-- Provided records --
☆ ☆ ☆ ☆
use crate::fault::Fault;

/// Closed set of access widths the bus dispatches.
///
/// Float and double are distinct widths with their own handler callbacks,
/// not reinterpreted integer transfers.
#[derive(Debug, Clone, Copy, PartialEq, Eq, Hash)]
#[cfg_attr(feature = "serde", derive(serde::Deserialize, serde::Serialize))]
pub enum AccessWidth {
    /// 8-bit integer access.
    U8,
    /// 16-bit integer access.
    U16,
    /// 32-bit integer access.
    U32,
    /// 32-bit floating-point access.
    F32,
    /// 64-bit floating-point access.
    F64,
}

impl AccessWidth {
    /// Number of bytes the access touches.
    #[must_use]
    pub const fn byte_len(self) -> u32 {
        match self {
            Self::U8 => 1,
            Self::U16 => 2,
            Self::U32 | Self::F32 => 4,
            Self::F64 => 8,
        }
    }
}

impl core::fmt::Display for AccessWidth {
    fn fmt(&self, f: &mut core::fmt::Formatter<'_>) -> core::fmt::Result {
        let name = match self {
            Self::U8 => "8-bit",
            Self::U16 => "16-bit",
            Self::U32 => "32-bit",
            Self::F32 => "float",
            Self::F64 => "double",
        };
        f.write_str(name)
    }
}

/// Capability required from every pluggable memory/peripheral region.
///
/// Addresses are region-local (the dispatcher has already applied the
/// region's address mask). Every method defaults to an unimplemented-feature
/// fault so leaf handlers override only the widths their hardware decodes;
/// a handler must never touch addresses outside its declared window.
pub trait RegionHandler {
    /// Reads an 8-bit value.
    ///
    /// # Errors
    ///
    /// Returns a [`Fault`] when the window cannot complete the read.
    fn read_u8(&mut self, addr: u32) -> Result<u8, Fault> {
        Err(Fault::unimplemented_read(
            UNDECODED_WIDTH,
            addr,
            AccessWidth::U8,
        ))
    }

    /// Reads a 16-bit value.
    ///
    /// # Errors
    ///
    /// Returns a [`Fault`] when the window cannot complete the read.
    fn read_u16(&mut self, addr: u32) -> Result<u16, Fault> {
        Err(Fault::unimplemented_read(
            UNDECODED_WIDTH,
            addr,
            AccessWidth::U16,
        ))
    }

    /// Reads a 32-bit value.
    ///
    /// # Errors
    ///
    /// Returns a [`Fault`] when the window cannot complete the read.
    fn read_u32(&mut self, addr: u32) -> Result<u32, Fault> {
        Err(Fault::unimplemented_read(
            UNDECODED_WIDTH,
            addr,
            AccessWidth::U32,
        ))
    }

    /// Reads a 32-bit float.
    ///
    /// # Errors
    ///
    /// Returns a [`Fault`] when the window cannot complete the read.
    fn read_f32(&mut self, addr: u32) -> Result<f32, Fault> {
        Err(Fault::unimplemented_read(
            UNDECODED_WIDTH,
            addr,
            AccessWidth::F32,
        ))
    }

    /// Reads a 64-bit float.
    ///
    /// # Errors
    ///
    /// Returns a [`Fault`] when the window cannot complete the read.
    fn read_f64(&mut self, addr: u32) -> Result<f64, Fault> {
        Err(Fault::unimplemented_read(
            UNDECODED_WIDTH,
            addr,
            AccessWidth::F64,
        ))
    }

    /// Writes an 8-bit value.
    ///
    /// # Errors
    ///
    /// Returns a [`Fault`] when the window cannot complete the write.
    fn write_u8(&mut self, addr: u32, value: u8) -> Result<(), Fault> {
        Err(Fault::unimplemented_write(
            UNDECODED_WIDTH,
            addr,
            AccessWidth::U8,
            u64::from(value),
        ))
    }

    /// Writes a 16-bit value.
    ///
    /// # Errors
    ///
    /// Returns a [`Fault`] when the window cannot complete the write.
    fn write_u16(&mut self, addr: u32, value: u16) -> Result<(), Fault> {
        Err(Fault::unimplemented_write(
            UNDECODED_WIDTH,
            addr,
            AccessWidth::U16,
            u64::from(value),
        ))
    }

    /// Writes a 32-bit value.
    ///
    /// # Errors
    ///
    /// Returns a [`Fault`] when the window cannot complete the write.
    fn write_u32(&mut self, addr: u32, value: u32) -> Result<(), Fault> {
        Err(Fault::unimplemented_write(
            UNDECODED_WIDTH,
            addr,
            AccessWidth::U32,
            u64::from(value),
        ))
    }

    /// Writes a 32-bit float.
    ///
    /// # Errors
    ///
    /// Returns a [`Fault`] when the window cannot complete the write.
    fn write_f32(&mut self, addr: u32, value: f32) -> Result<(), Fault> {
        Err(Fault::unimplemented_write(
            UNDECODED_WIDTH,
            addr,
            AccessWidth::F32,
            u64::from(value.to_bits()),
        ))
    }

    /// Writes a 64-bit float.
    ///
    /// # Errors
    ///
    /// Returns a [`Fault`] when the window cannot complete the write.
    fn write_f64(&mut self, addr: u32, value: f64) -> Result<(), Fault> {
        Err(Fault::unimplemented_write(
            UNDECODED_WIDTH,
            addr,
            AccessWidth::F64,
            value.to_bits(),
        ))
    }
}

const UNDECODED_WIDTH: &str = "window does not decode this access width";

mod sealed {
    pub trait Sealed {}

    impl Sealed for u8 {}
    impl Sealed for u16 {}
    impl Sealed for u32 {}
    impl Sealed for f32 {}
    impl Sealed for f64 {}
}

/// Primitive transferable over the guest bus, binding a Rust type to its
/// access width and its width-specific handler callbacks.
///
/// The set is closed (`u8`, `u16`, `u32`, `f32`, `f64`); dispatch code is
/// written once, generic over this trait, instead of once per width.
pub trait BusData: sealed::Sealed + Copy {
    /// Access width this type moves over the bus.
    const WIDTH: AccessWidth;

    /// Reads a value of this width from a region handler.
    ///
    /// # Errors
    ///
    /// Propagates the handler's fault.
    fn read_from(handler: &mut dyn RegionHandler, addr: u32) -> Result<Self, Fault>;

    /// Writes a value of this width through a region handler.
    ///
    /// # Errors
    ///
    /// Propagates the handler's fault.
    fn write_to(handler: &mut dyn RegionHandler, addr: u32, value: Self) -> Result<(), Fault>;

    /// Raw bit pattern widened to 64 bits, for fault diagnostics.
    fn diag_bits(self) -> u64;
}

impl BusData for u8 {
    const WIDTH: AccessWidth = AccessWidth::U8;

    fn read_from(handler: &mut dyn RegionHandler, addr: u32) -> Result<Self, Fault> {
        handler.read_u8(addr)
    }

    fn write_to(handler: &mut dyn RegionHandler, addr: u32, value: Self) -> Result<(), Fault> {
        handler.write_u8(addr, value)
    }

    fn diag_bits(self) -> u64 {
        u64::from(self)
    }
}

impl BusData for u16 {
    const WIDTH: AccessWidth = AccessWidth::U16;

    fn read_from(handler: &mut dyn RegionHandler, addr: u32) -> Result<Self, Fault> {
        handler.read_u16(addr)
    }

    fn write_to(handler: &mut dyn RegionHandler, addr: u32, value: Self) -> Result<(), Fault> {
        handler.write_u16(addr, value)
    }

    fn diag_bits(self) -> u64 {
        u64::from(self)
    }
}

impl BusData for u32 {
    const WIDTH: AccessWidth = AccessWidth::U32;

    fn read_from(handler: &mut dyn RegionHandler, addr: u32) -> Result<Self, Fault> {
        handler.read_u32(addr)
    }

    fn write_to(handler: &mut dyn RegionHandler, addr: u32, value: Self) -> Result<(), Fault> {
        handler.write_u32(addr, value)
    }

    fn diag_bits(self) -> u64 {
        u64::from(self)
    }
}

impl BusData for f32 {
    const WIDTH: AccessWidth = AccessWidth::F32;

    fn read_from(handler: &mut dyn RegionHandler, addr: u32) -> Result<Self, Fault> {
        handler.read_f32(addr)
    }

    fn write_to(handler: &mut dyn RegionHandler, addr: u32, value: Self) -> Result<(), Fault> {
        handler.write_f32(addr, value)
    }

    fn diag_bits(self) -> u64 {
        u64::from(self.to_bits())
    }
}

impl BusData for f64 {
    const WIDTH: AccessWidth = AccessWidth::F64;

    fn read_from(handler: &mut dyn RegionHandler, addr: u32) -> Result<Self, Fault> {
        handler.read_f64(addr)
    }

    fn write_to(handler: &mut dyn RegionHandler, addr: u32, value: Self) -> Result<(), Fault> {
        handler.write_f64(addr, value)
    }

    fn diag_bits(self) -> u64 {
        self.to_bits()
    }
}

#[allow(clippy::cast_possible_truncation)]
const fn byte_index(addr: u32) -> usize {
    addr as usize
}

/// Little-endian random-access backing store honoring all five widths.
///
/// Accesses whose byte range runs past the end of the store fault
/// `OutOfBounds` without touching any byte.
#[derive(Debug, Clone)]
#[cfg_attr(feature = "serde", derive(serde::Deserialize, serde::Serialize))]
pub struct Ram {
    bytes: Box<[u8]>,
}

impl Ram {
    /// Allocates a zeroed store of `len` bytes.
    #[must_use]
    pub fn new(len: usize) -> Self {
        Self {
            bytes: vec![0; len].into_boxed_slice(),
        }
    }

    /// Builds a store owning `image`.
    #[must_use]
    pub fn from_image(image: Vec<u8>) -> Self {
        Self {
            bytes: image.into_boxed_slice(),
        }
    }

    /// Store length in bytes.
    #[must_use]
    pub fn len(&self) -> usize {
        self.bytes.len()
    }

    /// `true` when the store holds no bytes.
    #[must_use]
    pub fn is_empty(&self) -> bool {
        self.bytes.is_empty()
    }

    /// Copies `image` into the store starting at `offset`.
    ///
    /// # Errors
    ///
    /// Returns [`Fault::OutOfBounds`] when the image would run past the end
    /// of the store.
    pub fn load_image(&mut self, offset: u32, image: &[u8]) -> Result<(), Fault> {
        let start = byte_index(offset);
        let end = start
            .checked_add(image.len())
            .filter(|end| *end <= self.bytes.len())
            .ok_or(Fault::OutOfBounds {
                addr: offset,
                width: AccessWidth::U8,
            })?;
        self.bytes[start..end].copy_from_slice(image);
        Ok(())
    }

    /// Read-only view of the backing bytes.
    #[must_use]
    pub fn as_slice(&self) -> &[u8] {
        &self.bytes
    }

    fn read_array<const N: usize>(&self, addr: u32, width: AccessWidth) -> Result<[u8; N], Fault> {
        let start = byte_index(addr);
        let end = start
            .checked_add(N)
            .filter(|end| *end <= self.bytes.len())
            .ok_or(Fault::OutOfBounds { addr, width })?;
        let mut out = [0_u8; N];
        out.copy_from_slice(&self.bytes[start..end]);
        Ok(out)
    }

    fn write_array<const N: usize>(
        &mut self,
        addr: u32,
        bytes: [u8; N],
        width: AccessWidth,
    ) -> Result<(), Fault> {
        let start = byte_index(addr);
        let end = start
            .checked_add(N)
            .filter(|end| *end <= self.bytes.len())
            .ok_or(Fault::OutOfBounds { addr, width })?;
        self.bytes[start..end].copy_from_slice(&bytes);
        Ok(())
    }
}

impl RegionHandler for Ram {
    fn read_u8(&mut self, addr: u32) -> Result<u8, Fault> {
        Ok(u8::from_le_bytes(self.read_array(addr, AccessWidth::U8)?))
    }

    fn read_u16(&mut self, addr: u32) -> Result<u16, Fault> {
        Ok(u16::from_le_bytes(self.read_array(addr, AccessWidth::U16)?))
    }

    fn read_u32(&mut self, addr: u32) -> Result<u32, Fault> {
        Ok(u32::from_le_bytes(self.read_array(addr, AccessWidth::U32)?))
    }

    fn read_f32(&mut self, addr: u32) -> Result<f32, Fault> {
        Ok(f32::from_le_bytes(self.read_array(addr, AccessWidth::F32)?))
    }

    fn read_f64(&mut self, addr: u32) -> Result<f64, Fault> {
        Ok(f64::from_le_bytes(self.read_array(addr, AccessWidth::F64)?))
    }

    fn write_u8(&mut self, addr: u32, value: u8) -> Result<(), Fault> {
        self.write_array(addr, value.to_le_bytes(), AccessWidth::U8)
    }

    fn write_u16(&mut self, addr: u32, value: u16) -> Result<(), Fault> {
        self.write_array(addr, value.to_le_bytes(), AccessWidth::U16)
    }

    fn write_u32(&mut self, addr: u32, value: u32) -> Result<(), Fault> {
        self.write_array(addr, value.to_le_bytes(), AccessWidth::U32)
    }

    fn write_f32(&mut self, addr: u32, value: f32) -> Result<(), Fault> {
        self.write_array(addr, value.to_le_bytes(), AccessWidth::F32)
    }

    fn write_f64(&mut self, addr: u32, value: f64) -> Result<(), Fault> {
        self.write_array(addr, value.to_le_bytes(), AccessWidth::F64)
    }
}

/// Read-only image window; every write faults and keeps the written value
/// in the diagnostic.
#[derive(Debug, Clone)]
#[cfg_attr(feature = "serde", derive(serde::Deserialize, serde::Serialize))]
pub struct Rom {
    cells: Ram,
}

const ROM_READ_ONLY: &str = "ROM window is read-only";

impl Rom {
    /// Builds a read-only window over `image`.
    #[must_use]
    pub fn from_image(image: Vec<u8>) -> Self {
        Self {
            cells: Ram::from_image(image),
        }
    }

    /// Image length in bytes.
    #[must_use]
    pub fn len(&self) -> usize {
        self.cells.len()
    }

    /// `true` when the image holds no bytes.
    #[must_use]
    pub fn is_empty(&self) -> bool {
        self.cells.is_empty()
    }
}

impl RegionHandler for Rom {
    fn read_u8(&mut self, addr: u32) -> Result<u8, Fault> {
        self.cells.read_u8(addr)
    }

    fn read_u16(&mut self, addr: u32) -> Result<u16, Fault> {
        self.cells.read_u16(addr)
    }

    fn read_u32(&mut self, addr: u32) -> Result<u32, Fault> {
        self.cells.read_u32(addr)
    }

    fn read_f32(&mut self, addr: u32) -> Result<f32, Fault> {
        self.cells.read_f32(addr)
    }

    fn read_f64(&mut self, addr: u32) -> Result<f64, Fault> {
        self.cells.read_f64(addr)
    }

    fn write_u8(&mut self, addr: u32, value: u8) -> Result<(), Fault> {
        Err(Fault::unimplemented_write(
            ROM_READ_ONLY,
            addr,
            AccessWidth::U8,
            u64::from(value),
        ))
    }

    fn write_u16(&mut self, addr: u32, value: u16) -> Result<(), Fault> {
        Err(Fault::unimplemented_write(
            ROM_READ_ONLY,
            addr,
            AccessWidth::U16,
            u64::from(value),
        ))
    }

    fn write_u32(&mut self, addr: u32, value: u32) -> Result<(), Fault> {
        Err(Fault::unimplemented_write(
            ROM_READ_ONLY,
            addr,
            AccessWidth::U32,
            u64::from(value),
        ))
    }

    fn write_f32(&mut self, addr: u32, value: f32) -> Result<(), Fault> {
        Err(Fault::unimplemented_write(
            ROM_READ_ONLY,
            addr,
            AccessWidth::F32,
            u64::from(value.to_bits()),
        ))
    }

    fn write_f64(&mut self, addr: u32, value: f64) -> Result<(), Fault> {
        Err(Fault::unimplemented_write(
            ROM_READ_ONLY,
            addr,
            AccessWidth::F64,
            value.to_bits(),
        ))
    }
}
☆ ☆ ☆ ☆
-- Task to carry out --
After locating the line that contains "Self::U32 | Self::F32", please copy exactly every line from the start of the records through it, and nothing else.

-- Output of the task --
use crate::fault::Fault;

/// Closed set of access widths the bus dispatches.
///
/// Float and double are distinct widths with their own handler callbacks,
/// not reinterpreted integer transfers.
#[derive(Debug, Clone, Copy, PartialEq, Eq, Hash)]
#[cfg_attr(feature = "serde", derive(serde::Deserialize, serde::Serialize))]
pub enum AccessWidth {
    /// 8-bit integer access.
    U8,
    /// 16-bit integer access.
    U16,
    /// 32-bit integer access.
    U32,
    /// 32-bit floating-point access.
    F32,
    /// 64-bit floating-point access.
    F64,
}

impl AccessWidth {
    /// Number of bytes the access touches.
    #[must_use]
    pub const fn byte_len(self) -> u32 {
        match self {
            Self::U8 => 1,
            Self::U16 => 2,
            Self::U32 | Self::F32 => 4,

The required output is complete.